Collected data
************

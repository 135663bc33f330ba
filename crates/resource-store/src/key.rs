//! Object identity and apply options

use kube::{Resource, ResourceExt};
use std::fmt;

/// Namespaced identity of a Kubernetes object
#[derive(Debug, Clone, PartialEq, Eq, Hash, PartialOrd, Ord)]
pub struct ObjectKey {
    pub namespace: String,
    pub name: String,
}

impl ObjectKey {
    pub fn new(namespace: impl Into<String>, name: impl Into<String>) -> Self {
        Self {
            namespace: namespace.into(),
            name: name.into(),
        }
    }

    /// Identity of a namespaced object, `None` if name or namespace is unset
    pub fn from_resource<K: Resource>(resource: &K) -> Option<Self> {
        let name = resource.meta().name.clone()?;
        let namespace = resource.namespace()?;
        Some(Self { namespace, name })
    }
}

impl fmt::Display for ObjectKey {
    fn fmt(&self, f: &mut fmt::Formatter<'_>) -> fmt::Result {
        write!(f, "{}/{}", self.namespace, self.name)
    }
}

/// Options for a server-side apply
#[derive(Debug, Clone, PartialEq, Eq)]
pub struct ApplyParams {
    /// Field manager recorded on every field the apply sets
    pub field_manager: String,
    /// Take ownership of fields held by other managers instead of failing
    pub force: bool,
}

impl ApplyParams {
    /// Forced apply under the given field manager
    pub fn controller(field_manager: impl Into<String>) -> Self {
        Self {
            field_manager: field_manager.into(),
            force: true,
        }
    }

    pub(crate) fn to_patch_params(&self) -> kube::api::PatchParams {
        let params = kube::api::PatchParams::apply(&self.field_manager);
        if self.force { params.force() } else { params }
    }
}

#[cfg(test)]
mod tests {
    use super::*;
    use crds::{WebApp, WebAppSpec};

    fn spec() -> WebAppSpec {
        WebAppSpec {
            replicas: Some(2),
            host: "blog.example.com".to_string(),
            image: "reg/blog:1".to_string(),
            issuer: "letsencrypt".to_string(),
            container_port: 80,
            resources: Default::default(),
        }
    }

    #[test]
    fn test_display() {
        assert_eq!(ObjectKey::new("prod", "blog").to_string(), "prod/blog");
    }

    #[test]
    fn test_from_resource_requires_namespace() {
        let web_app = WebApp::new("blog", spec());
        assert_eq!(ObjectKey::from_resource(&web_app), None);

        let mut web_app = web_app;
        web_app.metadata.namespace = Some("prod".to_string());
        assert_eq!(
            ObjectKey::from_resource(&web_app),
            Some(ObjectKey::new("prod", "blog"))
        );
    }

    #[test]
    fn test_controller_params_force_ownership() {
        let params = ApplyParams::controller("webapp-controller");
        let patch_params = params.to_patch_params();
        assert!(patch_params.force);
        assert_eq!(patch_params.field_manager.as_deref(), Some("webapp-controller"));
    }
}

************

All of the data is to be written out again, word for word.

• **Result of the task**:
repository 135663bc33f330ba
filename crates/resource-store/src/key.rs
//! Object identity and apply options

use kube::{Resource, ResourceExt};
use std::fmt;

/// Namespaced identity of a Kubernetes object
#[derive(Debug, Clone, PartialEq, Eq, Hash, PartialOrd, Ord)]
pub struct ObjectKey {
    pub namespace: String,
    pub name: String,
}

impl ObjectKey {
    pub fn new(namespace: impl Into<String>, name: impl Into<String>) -> Self {
        Self {
            namespace: namespace.into(),
            name: name.into(),
        }
    }

    /// Identity of a namespaced object, `None` if name or namespace is unset
    pub fn from_resource<K: Resource>(resource: &K) -> Option<Self> {
        let name = resource.meta().name.clone()?;
        let namespace = resource.namespace()?;
        Some(Self { namespace, name })
    }
}

impl fmt::Display for ObjectKey {
    fn fmt(&self, f: &mut fmt::Formatter<'_>) -> fmt::Result {
        write!(f, "{}/{}", self.namespace, self.name)
    }
}

/// Options for a server-side apply
#[derive(Debug, Clone, PartialEq, Eq)]
pub struct ApplyParams {
    /// Field manager recorded on every field the apply sets
    pub field_manager: String,
    /// Take ownership of fields held by other managers instead of failing
    pub force: bool,
}

impl ApplyParams {
    /// Forced apply under the given field manager
    pub fn controller(field_manager: impl Into<String>) -> Self {
        Self {
            field_manager: field_manager.into(),
            force: true,
        }
    }

    pub(crate) fn to_patch_params(&self) -> kube::api::PatchParams {
        let params = kube::api::PatchParams::apply(&self.field_manager);
        if self.force { params.force() } else { params }
    }
}

#[cfg(test)]
mod tests {
    use super::*;
    use crds::{WebApp, WebAppSpec};

    fn spec() -> WebAppSpec {
        WebAppSpec {
            replicas: Some(2),
            host: "blog.example.com".to_string(),
            image: "reg/blog:1".to_string(),
            issuer: "letsencrypt".to_string(),
            container_port: 80,
            resources: Default::default(),
        }
    }

    #[test]
    fn test_display() {
        assert_eq!(ObjectKey::new("prod", "blog").to_string(), "prod/blog");
    }

    #[test]
    fn test_from_resource_requires_namespace() {
        let web_app = WebApp::new("blog", spec());
        assert_eq!(ObjectKey::from_resource(&web_app), None);

        let mut web_app = web_app;
        web_app.metadata.namespace = Some("prod".to_string());
        assert_eq!(
            ObjectKey::from_resource(&web_app),
            Some(ObjectKey::new("prod", "blog"))
        );
    }

    #[test]
    fn test_controller_params_force_ownership() {
        let params = ApplyParams::controller("webapp-controller");
        let patch_params = params.to_patch_params();
        assert!(patch_params.force);
        assert_eq!(patch_params.field_manager.as_deref(), Some("webapp-controller"));
    }
}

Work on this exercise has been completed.